=== WHAT THE TASK ASKS ===
Across the data, every line with the word "CliArgs" counts once; state the total alone.

=== EXERCISE INPUTS ===

*** Block opens ***

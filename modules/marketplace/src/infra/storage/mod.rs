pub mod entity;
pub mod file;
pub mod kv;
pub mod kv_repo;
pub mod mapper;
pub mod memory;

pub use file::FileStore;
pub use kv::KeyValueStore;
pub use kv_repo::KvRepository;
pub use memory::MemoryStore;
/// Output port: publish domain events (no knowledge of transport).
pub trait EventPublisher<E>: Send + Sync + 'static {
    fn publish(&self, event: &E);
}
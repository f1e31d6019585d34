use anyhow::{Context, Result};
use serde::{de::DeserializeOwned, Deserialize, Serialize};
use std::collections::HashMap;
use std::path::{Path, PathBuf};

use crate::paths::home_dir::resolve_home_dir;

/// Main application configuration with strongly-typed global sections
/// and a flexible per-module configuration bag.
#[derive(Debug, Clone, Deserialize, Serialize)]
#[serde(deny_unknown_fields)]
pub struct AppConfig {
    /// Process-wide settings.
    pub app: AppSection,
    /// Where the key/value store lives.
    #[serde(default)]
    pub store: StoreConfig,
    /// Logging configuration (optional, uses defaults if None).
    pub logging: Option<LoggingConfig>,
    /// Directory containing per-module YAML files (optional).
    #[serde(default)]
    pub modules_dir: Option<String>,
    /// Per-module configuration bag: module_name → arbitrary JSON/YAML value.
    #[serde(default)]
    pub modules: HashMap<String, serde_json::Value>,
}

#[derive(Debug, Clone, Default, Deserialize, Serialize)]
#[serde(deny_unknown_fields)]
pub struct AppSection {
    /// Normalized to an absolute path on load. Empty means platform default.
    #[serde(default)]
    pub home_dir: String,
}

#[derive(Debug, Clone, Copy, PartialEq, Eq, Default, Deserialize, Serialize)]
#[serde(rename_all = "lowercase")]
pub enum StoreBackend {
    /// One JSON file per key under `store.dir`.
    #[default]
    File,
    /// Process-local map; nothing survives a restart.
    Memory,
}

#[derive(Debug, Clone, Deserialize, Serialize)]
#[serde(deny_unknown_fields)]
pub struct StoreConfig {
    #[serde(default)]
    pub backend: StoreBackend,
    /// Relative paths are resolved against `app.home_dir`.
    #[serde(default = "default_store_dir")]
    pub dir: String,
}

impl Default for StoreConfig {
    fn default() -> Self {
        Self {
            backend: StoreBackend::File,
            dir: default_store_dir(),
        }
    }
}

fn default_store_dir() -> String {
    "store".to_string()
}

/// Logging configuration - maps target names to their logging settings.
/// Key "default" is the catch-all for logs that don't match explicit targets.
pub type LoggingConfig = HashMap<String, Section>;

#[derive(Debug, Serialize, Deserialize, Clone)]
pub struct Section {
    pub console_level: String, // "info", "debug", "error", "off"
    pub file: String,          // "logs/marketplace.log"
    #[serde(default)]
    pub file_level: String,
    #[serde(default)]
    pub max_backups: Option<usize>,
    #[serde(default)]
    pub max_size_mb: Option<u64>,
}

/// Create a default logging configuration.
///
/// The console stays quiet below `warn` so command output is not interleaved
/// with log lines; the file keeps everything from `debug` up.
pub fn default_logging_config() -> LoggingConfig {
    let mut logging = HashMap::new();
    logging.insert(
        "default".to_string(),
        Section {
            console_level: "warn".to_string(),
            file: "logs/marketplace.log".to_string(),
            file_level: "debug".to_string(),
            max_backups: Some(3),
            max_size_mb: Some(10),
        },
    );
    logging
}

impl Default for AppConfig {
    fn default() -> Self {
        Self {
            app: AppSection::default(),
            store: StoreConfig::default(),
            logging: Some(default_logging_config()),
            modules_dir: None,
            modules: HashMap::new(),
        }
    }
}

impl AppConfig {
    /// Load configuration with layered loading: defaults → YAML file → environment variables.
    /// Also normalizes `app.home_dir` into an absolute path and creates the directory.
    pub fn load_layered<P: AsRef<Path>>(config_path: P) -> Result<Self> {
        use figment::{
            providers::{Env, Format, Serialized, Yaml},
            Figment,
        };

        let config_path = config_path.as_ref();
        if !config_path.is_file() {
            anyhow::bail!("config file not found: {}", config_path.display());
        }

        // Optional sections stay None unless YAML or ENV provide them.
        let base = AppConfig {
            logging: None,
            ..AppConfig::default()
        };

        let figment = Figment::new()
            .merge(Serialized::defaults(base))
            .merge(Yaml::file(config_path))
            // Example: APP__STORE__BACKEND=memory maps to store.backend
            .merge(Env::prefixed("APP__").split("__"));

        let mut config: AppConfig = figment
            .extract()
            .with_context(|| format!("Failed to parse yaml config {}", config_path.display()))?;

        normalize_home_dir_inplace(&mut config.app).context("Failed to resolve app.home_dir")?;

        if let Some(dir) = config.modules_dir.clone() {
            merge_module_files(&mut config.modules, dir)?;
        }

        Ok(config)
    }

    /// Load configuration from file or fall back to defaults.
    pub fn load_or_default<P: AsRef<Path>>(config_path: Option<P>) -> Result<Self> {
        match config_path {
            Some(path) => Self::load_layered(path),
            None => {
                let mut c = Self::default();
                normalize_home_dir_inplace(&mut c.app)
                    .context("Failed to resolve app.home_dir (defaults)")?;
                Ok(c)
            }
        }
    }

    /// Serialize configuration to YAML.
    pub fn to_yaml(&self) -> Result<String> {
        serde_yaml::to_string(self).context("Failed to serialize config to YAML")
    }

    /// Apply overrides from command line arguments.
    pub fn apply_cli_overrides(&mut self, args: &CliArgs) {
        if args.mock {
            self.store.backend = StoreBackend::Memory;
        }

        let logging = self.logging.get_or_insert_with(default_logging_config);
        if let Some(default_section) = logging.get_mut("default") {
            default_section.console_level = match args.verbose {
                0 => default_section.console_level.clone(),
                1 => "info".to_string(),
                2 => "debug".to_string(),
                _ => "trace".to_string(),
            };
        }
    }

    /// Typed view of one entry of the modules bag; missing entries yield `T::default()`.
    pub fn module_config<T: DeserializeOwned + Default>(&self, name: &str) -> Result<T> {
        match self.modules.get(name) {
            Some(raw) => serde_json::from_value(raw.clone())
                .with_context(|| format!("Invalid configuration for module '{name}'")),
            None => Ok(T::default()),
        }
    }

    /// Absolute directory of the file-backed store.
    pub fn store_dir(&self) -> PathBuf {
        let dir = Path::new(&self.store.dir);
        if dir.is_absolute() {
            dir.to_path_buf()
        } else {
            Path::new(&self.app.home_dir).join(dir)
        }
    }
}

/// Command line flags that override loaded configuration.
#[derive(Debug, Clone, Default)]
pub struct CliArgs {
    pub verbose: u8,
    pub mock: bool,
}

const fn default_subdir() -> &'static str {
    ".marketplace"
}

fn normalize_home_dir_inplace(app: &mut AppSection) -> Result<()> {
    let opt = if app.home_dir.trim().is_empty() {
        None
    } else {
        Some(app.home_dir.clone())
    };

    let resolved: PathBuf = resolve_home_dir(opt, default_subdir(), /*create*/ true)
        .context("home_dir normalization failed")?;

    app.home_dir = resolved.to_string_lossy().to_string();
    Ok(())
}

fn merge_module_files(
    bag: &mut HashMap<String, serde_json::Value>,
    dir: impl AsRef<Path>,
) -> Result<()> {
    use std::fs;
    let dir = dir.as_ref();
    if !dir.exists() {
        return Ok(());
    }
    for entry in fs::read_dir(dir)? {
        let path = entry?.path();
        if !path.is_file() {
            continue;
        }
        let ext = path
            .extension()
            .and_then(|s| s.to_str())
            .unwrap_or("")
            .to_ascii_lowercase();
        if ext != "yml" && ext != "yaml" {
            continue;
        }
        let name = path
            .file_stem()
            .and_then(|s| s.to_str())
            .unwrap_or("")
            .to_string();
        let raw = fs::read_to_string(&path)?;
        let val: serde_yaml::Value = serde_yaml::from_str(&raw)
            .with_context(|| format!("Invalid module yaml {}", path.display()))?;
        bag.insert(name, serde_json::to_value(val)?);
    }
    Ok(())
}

*** Block closes ***

=== REPLY TO THE EXERCISE ===
2